Using the records below, quote only the span that opens with the line containing "pub fn stage(&self)" and closes with the line containing "pub fn find_resource(&self, name: &str)", exactly and inclusively.

## RECORDS FOR PROCESSING
***
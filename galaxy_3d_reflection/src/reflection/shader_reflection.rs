/// Compacted, self-contained reflection of one shader
///
/// A `ShaderReflection` owns a single name pool. Every record refers to its
/// name through a `NameRef` (offset + length into the pool), so the whole
/// structure holds exactly four allocations regardless of how many names it
/// contains, and never points back into the raw reflector.

use crate::reflection::shader_stage::{ShaderStage, ShaderStageFlags};
use crate::reflection::translation::{DescriptorType, PixelFormat, ResourceAccess, TextureDimension};

/// Reference to a name stored in the reflection's name pool
#[derive(Debug, Clone, Copy, PartialEq, Eq, Hash, Default)]
pub struct NameRef {
    /// Byte offset of the first character
    pub offset: u32,
    /// Length in bytes, terminator excluded
    pub len: u32,
}

impl NameRef {
    pub fn range(&self) -> std::ops::Range<usize> {
        let start = self.offset as usize;
        start..start + self.len as usize
    }
}

/// Vertex stage input attribute
#[derive(Debug, Clone, Copy, PartialEq, Eq)]
pub struct CompactedVertexInput {
    pub name: NameRef,
    /// Element size in bytes
    pub size: u32,
}

/// Bindable resource that survived filtering
#[derive(Debug, Clone, Copy, PartialEq, Eq)]
pub struct CompactedResource {
    pub descriptor_type: DescriptorType,
    /// Descriptor set
    pub set: u32,
    /// Binding register
    pub reg: u32,
    /// Descriptor count (block size for root constants)
    pub size: u32,
    /// Stages using this resource (a single stage until reflections are merged)
    pub used_stages: ShaderStageFlags,
    pub dimension: TextureDimension,
    pub access: ResourceAccess,
    pub format: PixelFormat,
    pub name: NameRef,
}

/// Member of an aggregate resource
#[derive(Debug, Clone, Copy, PartialEq, Eq)]
pub struct CompactedVariable {
    /// Byte offset inside the parent block
    pub offset: u32,
    /// Byte size
    pub size: u32,
    /// Index into `ShaderReflection::resources()`
    pub parent_index: usize,
    pub name: NameRef,
}

/// Immutable reflection record handed to the descriptor layout builder
#[derive(Debug, Clone, PartialEq, Eq)]
pub struct ShaderReflection {
    pub(crate) stage: ShaderStage,
    pub(crate) name_pool: Box<[u8]>,
    pub(crate) entry_point: NameRef,
    pub(crate) vertex_inputs: Box<[CompactedVertexInput]>,
    pub(crate) resources: Box<[CompactedResource]>,
    pub(crate) variables: Box<[CompactedVariable]>,
    pub(crate) num_threads_per_group: [u32; 3],
    pub(crate) num_control_points: u32,
}

impl ShaderReflection {
    pub fn stage(&self) -> ShaderStage {
        self.stage
    }

    /// Resolve a name reference against this reflection's pool
    ///
    /// Names are copied from `&str` values, so a reference produced by this
    /// reflection always resolves; a foreign reference yields an empty string.
    pub fn name(&self, name: NameRef) -> &str {
        self.name_pool
            .get(name.range())
            .and_then(|bytes| std::str::from_utf8(bytes).ok())
            .unwrap_or("")
    }

    pub fn entry_point(&self) -> &str {
        self.name(self.entry_point)
    }

    /// Raw name pool, every name followed by a NUL byte
    pub fn name_pool(&self) -> &[u8] {
        &self.name_pool
    }

    pub fn name_pool_size(&self) -> usize {
        self.name_pool.len()
    }

    pub fn vertex_inputs(&self) -> &[CompactedVertexInput] {
        &self.vertex_inputs
    }

    pub fn resources(&self) -> &[CompactedResource] {
        &self.resources
    }

    pub fn variables(&self) -> &[CompactedVariable] {
        &self.variables
    }

    /// Local workgroup size (compute only, zero otherwise)
    pub fn num_threads_per_group(&self) -> [u32; 3] {
        self.num_threads_per_group
    }

    /// Output control-point count (tessellation control only, zero otherwise)
    pub fn num_control_points(&self) -> u32 {
        self.num_control_points
    }

    /// Find a resource by name, returning its index and record
    pub fn find_resource(&self, name: &str) -> Option<(usize, &CompactedResource)> {
        self.resources
            .iter()
            .enumerate()
            .find(|(_, resource)| self.name(resource.name) == name)
    }

    /// Members of the resource at `resource_index`
    pub fn variables_of(&self, resource_index: usize) -> impl Iterator<Item = &CompactedVariable> + '_ {
        self.variables
            .iter()
            .filter(move |variable| variable.parent_index == resource_index)
    }
}
use crate::entities::{AddOnRequest, AddOnService, Corridor, ServiceType, TierCost, VehicleClass};
use crate::error::{invalid_distance_error, invalid_input_error, Error};

pub const GST_RATE: f64 = 0.05;

pub const WEDDING_BASE_PRICE: f64 = 850.0;
pub const WEDDING_BASE_HOURS: u32 = 4;

/// Cumulative distance bands, priced per kilometre driven inside each band.
/// The final band is open ended.
const DISTANCE_TIERS: [Tier; 4] = [
    Tier {
        from_km: 0.0,
        to_km: Some(50.0),
        rate_per_km: 6.50,
    },
    Tier {
        from_km: 50.0,
        to_km: Some(100.0),
        rate_per_km: 4.80,
    },
    Tier {
        from_km: 100.0,
        to_km: Some(150.0),
        rate_per_km: 4.50,
    },
    Tier {
        from_km: 150.0,
        to_km: None,
        rate_per_km: 4.20,
    },
];

struct Tier {
    from_km: f64,
    to_km: Option<f64>,
    rate_per_km: f64,
}

/// Minimums for the shorter event services. Whichever is larger wins: the
/// hourly charge for the booked block, or the service floor price.
pub struct EventService {
    pub min_price: f64,
    pub min_hours: u32,
}

pub const ENGAGEMENT_SERVICE: EventService = EventService {
    min_price: 650.0,
    min_hours: 3,
};

pub const CEREMONY_SERVICE: EventService = EventService {
    min_price: 450.0,
    min_hours: 2,
};

/// Deposit rates by service type, as a fraction of the quoted total.
#[derive(Clone, Debug)]
pub struct DepositSchedule {
    pub airport_transfer: f64,
    pub wedding_shuttle: f64,
    pub engagement: f64,
    pub ceremony: f64,
}

impl Default for DepositSchedule {
    fn default() -> Self {
        Self {
            airport_transfer: 0.35,
            wedding_shuttle: 0.50,
            engagement: 0.50,
            ceremony: 0.50,
        }
    }
}

impl DepositSchedule {
    pub fn rate_for(&self, service: ServiceType) -> f64 {
        match service {
            ServiceType::AirportTransfer => self.airport_transfer,
            ServiceType::WeddingShuttle => self.wedding_shuttle,
            ServiceType::Engagement => self.engagement,
            ServiceType::Ceremony => self.ceremony,
        }
    }
}

#[derive(Clone, Debug)]
pub struct DistancePricing {
    pub distance_km: f64,
    pub base_price: f64,
    pub vehicle_multiplier: f64,
    pub total: f64,
    pub tier_breakdown: Vec<TierCost>,
}

#[derive(Clone, Debug)]
pub struct WeddingPricing {
    pub base_price: f64,
    pub hourly_rate: f64,
    pub additional_hours: u32,
    pub additional_hours_cost: f64,
    pub add_on_cost: f64,
    pub subtotal: f64,
    pub gst: f64,
    pub total: f64,
}

#[derive(Clone, Debug)]
pub struct EventPricing {
    pub hourly_rate: f64,
    pub hours_billed: u32,
    pub subtotal: f64,
    pub gst: f64,
    pub total: f64,
}

pub fn round2(value: f64) -> f64 {
    (value * 100.0).round() / 100.0
}

pub fn vehicle_multiplier(vehicle: VehicleClass) -> f64 {
    match vehicle {
        VehicleClass::LuxurySuv => 1.0,
        VehicleClass::TransitVan => 1.32,
    }
}

pub fn hourly_rate(vehicle: VehicleClass) -> f64 {
    match vehicle {
        VehicleClass::LuxurySuv => 163.0,
        VehicleClass::TransitVan => 213.0,
    }
}

/// Flat fares for the known airport corridors. Both directions of a corridor
/// cost the same.
pub fn airport_corridor_price(corridor: Corridor, vehicle: VehicleClass) -> f64 {
    match (corridor, vehicle) {
        (Corridor::YycToCanmore | Corridor::CanmoreToYyc, VehicleClass::LuxurySuv) => 518.44,
        (Corridor::YycToCanmore | Corridor::CanmoreToYyc, VehicleClass::TransitVan) => 685.13,
        (Corridor::YycToBanff | Corridor::BanffToYyc, VehicleClass::LuxurySuv) => 681.45,
        (Corridor::YycToBanff | Corridor::BanffToYyc, VehicleClass::TransitVan) => 897.00,
    }
}

/// Walks the tier table, charging each kilometre at the rate of the band it
/// falls in, then applies the vehicle multiplier.
pub fn distance_based_price(
    distance_km: f64,
    vehicle: VehicleClass,
    max_distance_km: f64,
) -> Result<DistancePricing, Error> {
    if !distance_km.is_finite() || distance_km <= 0.0 {
        return Err(invalid_input_error("distance must be a positive number"));
    }

    if distance_km > max_distance_km {
        return Err(invalid_distance_error(distance_km, max_distance_km));
    }

    let mut tier_breakdown = Vec::new();
    let mut base_price = 0.0;

    for tier in &DISTANCE_TIERS {
        if distance_km <= tier.from_km {
            break;
        }

        let upper = tier.to_km.unwrap_or(f64::INFINITY);
        let span = distance_km.min(upper) - tier.from_km;
        let cost = span * tier.rate_per_km;

        base_price += cost;
        tier_breakdown.push(TierCost {
            from_km: tier.from_km,
            to_km: tier.to_km,
            rate_per_km: tier.rate_per_km,
            distance_km: round2(span),
            cost: round2(cost),
        });
    }

    let multiplier = vehicle_multiplier(vehicle);

    Ok(DistancePricing {
        distance_km,
        base_price: round2(base_price),
        vehicle_multiplier: multiplier,
        total: round2(base_price * multiplier),
        tier_breakdown,
    })
}

/// Wedding shuttle: flat base covering the first four hours, hourly beyond
/// that, plus any add-ons, with GST on the lot.
pub fn wedding_shuttle_price(
    vehicle: VehicleClass,
    additional_hours: u32,
    add_ons: &[AddOnRequest],
) -> WeddingPricing {
    let rate = hourly_rate(vehicle);
    let additional_hours_cost = rate * f64::from(additional_hours);

    // each catalog add-on is charged at most once
    let mut counted: Vec<AddOnService> = Vec::new();
    let mut add_on_cost = 0.0;
    for add_on in add_ons {
        if !counted.contains(&add_on.service) {
            counted.push(add_on.service);
            add_on_cost += add_on.service.flat_charge();
        }
    }

    let subtotal = WEDDING_BASE_PRICE + additional_hours_cost + add_on_cost;
    let gst = subtotal * GST_RATE;

    WeddingPricing {
        base_price: WEDDING_BASE_PRICE,
        hourly_rate: rate,
        additional_hours,
        additional_hours_cost: round2(additional_hours_cost),
        add_on_cost: round2(add_on_cost),
        subtotal: round2(subtotal),
        gst: round2(gst),
        total: round2(subtotal + gst),
    }
}

pub fn hourly_event_price(
    service: &EventService,
    vehicle: VehicleClass,
    hours: u32,
) -> EventPricing {
    let rate = hourly_rate(vehicle);
    let hours_billed = hours.max(service.min_hours);
    let subtotal = (rate * f64::from(hours_billed)).max(service.min_price);
    let gst = subtotal * GST_RATE;

    EventPricing {
        hourly_rate: rate,
        hours_billed,
        subtotal: round2(subtotal),
        gst: round2(gst),
        total: round2(subtotal + gst),
    }
}

#[cfg(test)]
mod tests {
    use super::*;

    fn add_on_request() -> AddOnRequest {
        AddOnRequest {
            service: AddOnService::CeremonyPickupDropoff,
            duration_hours: Some(2),
            location: None,
            notes: None,
        }
    }

    #[test]
    fn prices_a_trip_spanning_three_tiers() {
        // 108 km: 50 at 6.50, 50 at 4.80, 8 at 4.50
        let pricing = distance_based_price(108.0, VehicleClass::LuxurySuv, 500.0).unwrap();

        assert_eq!(pricing.base_price, 601.0);
        assert_eq!(pricing.total, 601.0);

        let breakdown = &pricing.tier_breakdown;
        assert_eq!(breakdown.len(), 3);
        assert_eq!(breakdown[0].distance_km, 50.0);
        assert_eq!(breakdown[0].cost, 325.0);
        assert_eq!(breakdown[1].distance_km, 50.0);
        assert_eq!(breakdown[1].cost, 240.0);
        assert_eq!(breakdown[2].from_km, 100.0);
        assert_eq!(breakdown[2].distance_km, 8.0);
        assert_eq!(breakdown[2].cost, 36.0);
    }

    #[test]
    fn van_multiplier_scales_the_tiered_price() {
        let pricing = distance_based_price(108.0, VehicleClass::TransitVan, 500.0).unwrap();

        assert_eq!(pricing.base_price, 601.0);
        assert_eq!(pricing.vehicle_multiplier, 1.32);
        assert_eq!(pricing.total, 793.32);
    }

    #[test]
    fn short_trips_stay_inside_the_first_tier() {
        let pricing = distance_based_price(10.0, VehicleClass::LuxurySuv, 500.0).unwrap();

        assert_eq!(pricing.total, 65.0);
        assert_eq!(pricing.tier_breakdown.len(), 1);
    }

    #[test]
    fn tier_boundaries_do_not_open_an_empty_band() {
        let at_fifty = distance_based_price(50.0, VehicleClass::LuxurySuv, 500.0).unwrap();
        assert_eq!(at_fifty.total, 325.0);
        assert_eq!(at_fifty.tier_breakdown.len(), 1);

        let at_hundred_fifty = distance_based_price(150.0, VehicleClass::LuxurySuv, 500.0).unwrap();
        assert_eq!(at_hundred_fifty.total, 790.0);
        assert_eq!(at_hundred_fifty.tier_breakdown.len(), 3);
    }

    #[test]
    fn price_grows_with_distance_across_a_boundary() {
        let below = distance_based_price(49.9, VehicleClass::LuxurySuv, 500.0).unwrap();
        let above = distance_based_price(50.1, VehicleClass::LuxurySuv, 500.0).unwrap();

        assert!(above.total > below.total);
        assert_eq!(below.total, 324.35);
        assert_eq!(above.total, 325.48);
    }

    #[test]
    fn open_ended_tier_prices_long_trips() {
        let pricing = distance_based_price(200.0, VehicleClass::LuxurySuv, 500.0).unwrap();

        assert_eq!(pricing.total, 1000.0);
        assert_eq!(pricing.tier_breakdown[3].to_km, None);
        assert_eq!(pricing.tier_breakdown[3].cost, 210.0);
    }

    #[test]
    fn breakdown_costs_sum_to_the_base_price() {
        let pricing = distance_based_price(137.3, VehicleClass::TransitVan, 500.0).unwrap();

        let summed: f64 = pricing.tier_breakdown.iter().map(|tier| tier.cost).sum();
        assert!((summed - pricing.base_price).abs() < 0.02);
    }

    #[test]
    fn rejects_non_positive_and_non_finite_distances() {
        assert!(distance_based_price(0.0, VehicleClass::LuxurySuv, 500.0).is_err());
        assert!(distance_based_price(-12.0, VehicleClass::LuxurySuv, 500.0).is_err());
        assert!(distance_based_price(f64::NAN, VehicleClass::LuxurySuv, 500.0).is_err());
        assert!(distance_based_price(f64::INFINITY, VehicleClass::LuxurySuv, 500.0).is_err());
    }

    #[test]
    fn enforces_the_distance_ceiling() {
        let at_ceiling = distance_based_price(500.0, VehicleClass::LuxurySuv, 500.0);
        assert!(at_ceiling.is_ok());

        let over = distance_based_price(500.1, VehicleClass::LuxurySuv, 500.0).unwrap_err();
        assert_eq!(over.code, crate::error::INVALID_DISTANCE);
    }

    #[test]
    fn corridor_fares_are_symmetric() {
        for corridor in [Corridor::YycToCanmore, Corridor::YycToBanff] {
            for vehicle in VehicleClass::ALL {
                assert_eq!(
                    airport_corridor_price(corridor, vehicle),
                    airport_corridor_price(corridor.reverse(), vehicle),
                );
            }
        }

        assert_eq!(
            airport_corridor_price(Corridor::YycToCanmore, VehicleClass::LuxurySuv),
            518.44
        );
        assert_eq!(
            airport_corridor_price(Corridor::CanmoreToYyc, VehicleClass::TransitVan),
            685.13
        );
        assert_eq!(
            airport_corridor_price(Corridor::YycToBanff, VehicleClass::LuxurySuv),
            681.45
        );
        assert_eq!(
            airport_corridor_price(Corridor::BanffToYyc, VehicleClass::TransitVan),
            897.00
        );
    }

    #[test]
    fn wedding_base_covers_four_hours() {
        let pricing = wedding_shuttle_price(VehicleClass::LuxurySuv, 0, &[]);

        assert_eq!(pricing.subtotal, 850.0);
        assert_eq!(pricing.gst, 42.5);
        assert_eq!(pricing.total, 892.5);
    }

    #[test]
    fn wedding_charges_additional_hours_at_the_vehicle_rate() {
        let suv = wedding_shuttle_price(VehicleClass::LuxurySuv, 2, &[]);
        assert_eq!(suv.additional_hours_cost, 326.0);
        assert_eq!(suv.subtotal, 1176.0);
        assert_eq!(suv.total, 1234.8);

        let van = wedding_shuttle_price(VehicleClass::TransitVan, 2, &[]);
        assert_eq!(van.additional_hours_cost, 426.0);
        assert_eq!(van.total, 1339.8);
    }

    #[test]
    fn wedding_add_on_is_flat_and_charged_once() {
        let single = wedding_shuttle_price(VehicleClass::LuxurySuv, 2, &[add_on_request()]);
        assert_eq!(single.add_on_cost, 750.0);
        assert_eq!(single.subtotal, 1926.0);
        assert_eq!(single.gst, 96.3);
        assert_eq!(single.total, 2022.3);

        let doubled = wedding_shuttle_price(
            VehicleClass::LuxurySuv,
            2,
            &[add_on_request(), add_on_request()],
        );
        assert_eq!(doubled.add_on_cost, 750.0);
    }

    #[test]
    fn engagement_enforces_minimum_hours_and_price() {
        let floored = hourly_event_price(&ENGAGEMENT_SERVICE, VehicleClass::LuxurySuv, 0);
        assert_eq!(floored.hours_billed, 3);
        assert_eq!(floored.subtotal, 650.0);
        assert_eq!(floored.total, 682.5);

        // 3 hours in the van is 639, still under the 650 floor
        let van = hourly_event_price(&ENGAGEMENT_SERVICE, VehicleClass::TransitVan, 3);
        assert_eq!(van.subtotal, 650.0);

        let longer = hourly_event_price(&ENGAGEMENT_SERVICE, VehicleClass::LuxurySuv, 5);
        assert_eq!(longer.subtotal, 815.0);
        assert_eq!(longer.total, 855.75);
    }

    #[test]
    fn ceremony_enforces_minimum_hours_and_price() {
        let floored = hourly_event_price(&CEREMONY_SERVICE, VehicleClass::LuxurySuv, 2);
        assert_eq!(floored.subtotal, 450.0);
        assert_eq!(floored.total, 472.5);

        let van = hourly_event_price(&CEREMONY_SERVICE, VehicleClass::TransitVan, 3);
        assert_eq!(van.subtotal, 639.0);
        assert_eq!(van.total, 670.95);
    }

    #[test]
    fn deposit_schedule_defaults_by_service() {
        let schedule = DepositSchedule::default();

        assert_eq!(schedule.rate_for(ServiceType::AirportTransfer), 0.35);
        assert_eq!(schedule.rate_for(ServiceType::WeddingShuttle), 0.50);
        assert_eq!(schedule.rate_for(ServiceType::Engagement), 0.50);
        assert_eq!(schedule.rate_for(ServiceType::Ceremony), 0.50);
    }
}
***
## RESPONSE AREA
    pub fn stage(&self) -> ShaderStage {
        self.stage
    }

    /// Resolve a name reference against this reflection's pool
    ///
    /// Names are copied from `&str` values, so a reference produced by this
    /// reflection always resolves; a foreign reference yields an empty string.
    pub fn name(&self, name: NameRef) -> &str {
        self.name_pool
            .get(name.range())
            .and_then(|bytes| std::str::from_utf8(bytes).ok())
            .unwrap_or("")
    }

    pub fn entry_point(&self) -> &str {
        self.name(self.entry_point)
    }

    /// Raw name pool, every name followed by a NUL byte
    pub fn name_pool(&self) -> &[u8] {
        &self.name_pool
    }

    pub fn name_pool_size(&self) -> usize {
        self.name_pool.len()
    }

    pub fn vertex_inputs(&self) -> &[CompactedVertexInput] {
        &self.vertex_inputs
    }

    pub fn resources(&self) -> &[CompactedResource] {
        &self.resources
    }

    pub fn variables(&self) -> &[CompactedVariable] {
        &self.variables
    }

    /// Local workgroup size (compute only, zero otherwise)
    pub fn num_threads_per_group(&self) -> [u32; 3] {
        self.num_threads_per_group
    }

    /// Output control-point count (tessellation control only, zero otherwise)
    pub fn num_control_points(&self) -> u32 {
        self.num_control_points
    }

    /// Find a resource by name, returning its index and record
    pub fn find_resource(&self, name: &str) -> Option<(usize, &CompactedResource)> {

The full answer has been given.